The action was featured on Rede Globo’s RJTV Primeira Edition.
It’s not just the general population experiencing the emotional effects of the pandemic; it is also a reality among health professionals across Brazil. In fact, the reality inside hospitals is worrying.
“The truth is that we are all exhausted: Take off your apron, put on your apron, change your mask. It is a hard and difficult routine,” explained Dr. Gabriela Almeida Pimentel, a neurologist at Hospital Sírio-Libanês and Hospital Samaritano, in São Paulo. This is in addition to the loss of more intimate contact, such as the handshake or the hug. “We already have a very high incidence of depression among health professionals,” she added, “and we do sometimes hear of or know people who comment suicide.”
The Hospital thanks you!
In this kind of an environment, encouraging words are extremely meaningful. “We were very touched by the initiative of the Duque de Caxias Adventist College, which presented our wonderful health professionals with this beautiful surprise,” emphasized Dr. José Carlos de Oliveira, municipal secretary of health and civil defense of Duque de Caxias. “In these times of social isolation, I very much appreciate the effort of everyone–teachers and students–to send us letters valuing our work. In this moment when many of us are not able to live with or see our own children and grandchildren, as many of us choose not to go home in effort to protect them, this sincere affection of the children feeds our hearts. On behalf of all health professionals in the municipality of Duque de Caxias, I say a heartfelt thank you!”
Report of who participated and encouraged the action
João Gabriel de Lima da Cruz is 10 years old and is a 5th-year student. According to his mother, Vanessa Cristina de Lima, he has always been a good-hearted child and enjoys creating love letters for everyone at home.
“When I heard about the project, I immediately wanted to participate, as it would be a way to send a message from the heart to the doctors who leave their families to take care of ours,” said de Lima.
Izadora Alves Monteiro went beyond the letter: He recorded a video sharing her affection for the health professionals.

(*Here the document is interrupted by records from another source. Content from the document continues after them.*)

use axum::{
    extract::{Path, State},
    Json,
};
use conffree_shared::{Room, RoomsResponse};

use crate::error::{ApiError, ApiResult};
use crate::store::RoomStore;

pub async fn list_rooms(State(store): State<RoomStore>) -> Json<RoomsResponse> {
    Json(RoomsResponse::new(store.list_all().await))
}

pub async fn list_free_rooms(State(store): State<RoomStore>) -> Json<RoomsResponse> {
    Json(RoomsResponse::new(store.list_free().await))
}

pub async fn list_busy_rooms(State(store): State<RoomStore>) -> Json<RoomsResponse> {
    Json(RoomsResponse::new(store.list_busy().await))
}

pub async fn get_room(
    State(store): State<RoomStore>,
    Path(email): Path<String>,
) -> ApiResult<Json<Room>> {
    store
        .get(&email)
        .await
        .map(Json)
        .ok_or_else(|| ApiError::not_found(format!("Room {}", email)))
}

“Thank you very much to the doctors, as they are taking care of everyone,” Monteiro said in her video. Holding up a piece of artwork, she added, “Look at the drawing I made for you, it’s here!” Monteiro is in Pre II and is only 5 years old.
Alex Dias Cerqueira, director of the school, says the College’s initiative was embraced by parents and teachers.
“These letters are also a way for the school to say that health professionals are not alone,” Cerqueira reflects. “In spite of physical and mental exhaustion, professionals are taking risks, giving their best to offer others a better quality of life and the fastest possible recovery. Therefore, this project is in fact a drop in this ocean, but we are sure that it will make all the difference for these professionals, as there are many people out there cheering for them.”